Her mind worked quickly to create a plan to hide Summer in an orphanage until she was well enough to return to the boarding school for her second trial. She'd spoken the truth to Sam: there were things her magick couldn't influence. There were things money couldn't buy. But when combined, there wasn't much magick and a bottomless bank account couldn't make happen.

She'd ask Michael to trust her, no matter what the cost. He would without hesitation. She ached to be with him, to sink into his arms and let him protect her from the world, if only for a few minutes. Thinking of him helped calm her.

Breathing out hard, Rania opened her eyes. She lifted the amulet and called forth her magick. Black fog surrounded her, filled her. She envisioned the Dark spell that would contain Summer's memories and hide her in plain sight, then bound the Dark magick to the amulet. So long as Summer wore it, she'd be shielded from her past and from others.

The amulet flared then faded with the magick and shadows. Rania replaced it in her pocket and took out her phone again, memorizing the address of the orphanage. At this time of night, no one would call. By morning, Rania would have everything arranged.

Composed once more, Rania left the bathroom for the hallway. Her step faltered as she saw the double doors. This was a nightmare. After years of being the Mistress of Dark - the final judge, the woman with power beyond power - she was helpless.

Now was not a time to let emotion derail her plans.

"You look better," the nurse said from the bench a few feet away. "Can I get you some water?"

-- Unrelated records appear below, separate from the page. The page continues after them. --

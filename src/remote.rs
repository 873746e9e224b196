//! Remote branch queries via `git ls-remote`.
//!
//! The configuration repo is never cloned ahead of time, so branch
//! questions go straight to the remote. [`branch_exists`] is the predicate
//! the resolver consumes: any failure (git missing, network down, bad URL)
//! reads as "the branch does not exist" rather than an error, because the
//! caller has already decided connectivity separately.

use std::process::Command;

use anyhow::{Context, Result, bail};

/// Whether `branch` exists as a head on `remote_url`.
///
/// Uses `git ls-remote --heads --exit-code`, so git itself reports absence
/// through the exit status. An empty branch name (undetectable system
/// release) is answered without spawning anything.
pub fn branch_exists(remote_url: &str, branch: &str) -> bool {
    if branch.is_empty() {
        log::debug!("Not querying {remote_url} for an empty branch name");
        return false;
    }

    match run_git(&["ls-remote", "--heads", "--exit-code", remote_url, branch]) {
        Ok(stdout) => {
            log::debug!("ls-remote match for {branch}: {}", stdout.trim());
            true
        }
        Err(err) => {
            log::debug!("Treating {branch} as absent on {remote_url}: {err:#}");
            false
        }
    }
}

/// List the branch names available on `remote_url`.
pub fn list_remote_branches(remote_url: &str) -> Result<Vec<String>> {
    let stdout = run_git(&["ls-remote", "--heads", remote_url])
        .with_context(|| format!("Failed to list branches at {remote_url}"))?;

    // Each line is "<oid>\trefs/heads/<name>".
    let branches = stdout
        .lines()
        .filter_map(|line| line.split('\t').nth(1))
        .filter_map(|refname| refname.strip_prefix("refs/heads/"))
        .map(str::to_string)
        .collect();
    Ok(branches)
}

fn run_git(args: &[&str]) -> Result<String> {
    let output = Command::new("git")
        .args(args)
        .output()
        .with_context(|| format!("Failed to execute: git {}", args.join(" ")))?;

    if !output.status.success() {
        let stderr = String::from_utf8_lossy(&output.stderr);
        for line in stderr.trim().lines() {
            log::debug!("  ! {line}");
        }
        bail!("git {} exited with {}", args.join(" "), output.status);
    }

    Ok(String::from_utf8_lossy(&output.stdout).into_owned())
}

#[cfg(test)]
mod tests {
    use super::*;
    use std::path::Path;

    /// A minimal local repo with a single branch, addressable as file://.
    fn fixture_repo(branch: &str) -> (tempfile::TempDir, String) {
        let dir = tempfile::tempdir().unwrap();
        let path = dir.path();
        git(path, &["init", "--initial-branch", branch]);
        git(
            path,
            &[
                "-c",
                "user.name=fixture",
                "-c",
                "user.email=fixture@example.com",
                "commit",
                "--allow-empty",
                "-m",
                "initial",
            ],
        );
        let url = format!("file://{}", path.display());
        (dir, url)
    }

    fn git(path: &Path, args: &[&str]) {
        let status = Command::new("git")
            .args(args)
            .current_dir(path)
            .output()
            .unwrap();
        assert!(status.status.success(), "git {args:?} failed");
    }

    #[test]
    fn empty_branch_name_is_absent_without_spawning() {
        assert!(!branch_exists("file:///nowhere", ""));
    }

    #[test]
    fn unreachable_remote_reads_as_absent() {
        assert!(!branch_exists("file:///does/not/exist/vmpull-fixture", "main"));
    }

    #[test]
    fn existing_branch_is_found() {
        let (_dir, url) = fixture_repo("vera");
        assert!(branch_exists(&url, "vera"));
    }

    #[test]
    fn missing_branch_is_absent() {
        let (_dir, url) = fixture_repo("vera");
        assert!(!branch_exists(&url, "vanessa"));
    }

    #[test]
    fn listing_returns_branch_names() {
        let (_dir, url) = fixture_repo("vera");
        let branches = list_remote_branches(&url).unwrap();
        assert_eq!(branches, vec!["vera".to_string()]);
    }

    #[test]
    fn listing_an_unreachable_remote_fails() {
        assert!(list_remote_branches("file:///does/not/exist/vmpull-fixture").is_err());
    }
}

Rania approached her. "No, I'm okay. I just needed a minute." She held out her hand for the form. "May I?"

The nurse handed it to her. Rania's gaze skipped over the first few fields. She started with the billing and wrote in her personal information. When she finished, her eyes flickered to the first field. It should've been the easiest to complete.

Patient Name.

After a long moment, she completed the field.

Autumn Nathanial.

Autumn to mark the death of Summer.

Nathaniel after Nataniel, the Darkbringer, the first Master of Dark from her bloodline who helped restore the balance long ago. The hope of humanity had been in Nataniel's hands, just as Rania's hope was in the girl dying behind the double doors a few feet away.

Steeling herself, Rania handed the form back. "I have to go. I'll be back to check on her in the morning," she said. "My cell number is there in case...in case the worst happens."

"Of course," the nurse said. "We'll call you if...," she glanced at the form, "if Autumn's condition changes."

"Thank you."

Rania looked at her watch as she started away. It was almost three in the morning. She was drained from the night's events and her own emotions. Her night, though, was just beginning.

Striding out of the hospital, Rania unleashed her shadows. After years of exposure, she knew enough of the Dark arts to know how far she could push without tipping off Decker, who would sense if she crossed any Dark Laws. She had the power, the knowledge and the resolve to recreate the world of one girl long enough to give all of them a second chance.

Nothing – especially something as human as fear – was going to stop her from doing whatever she could to save her sons.

Survive, Autumn, she willed the girl silently. Tonight is nothing compared to what comes.

With one last look over her shoulder, Rania closed her eyes. Black fog swept her away.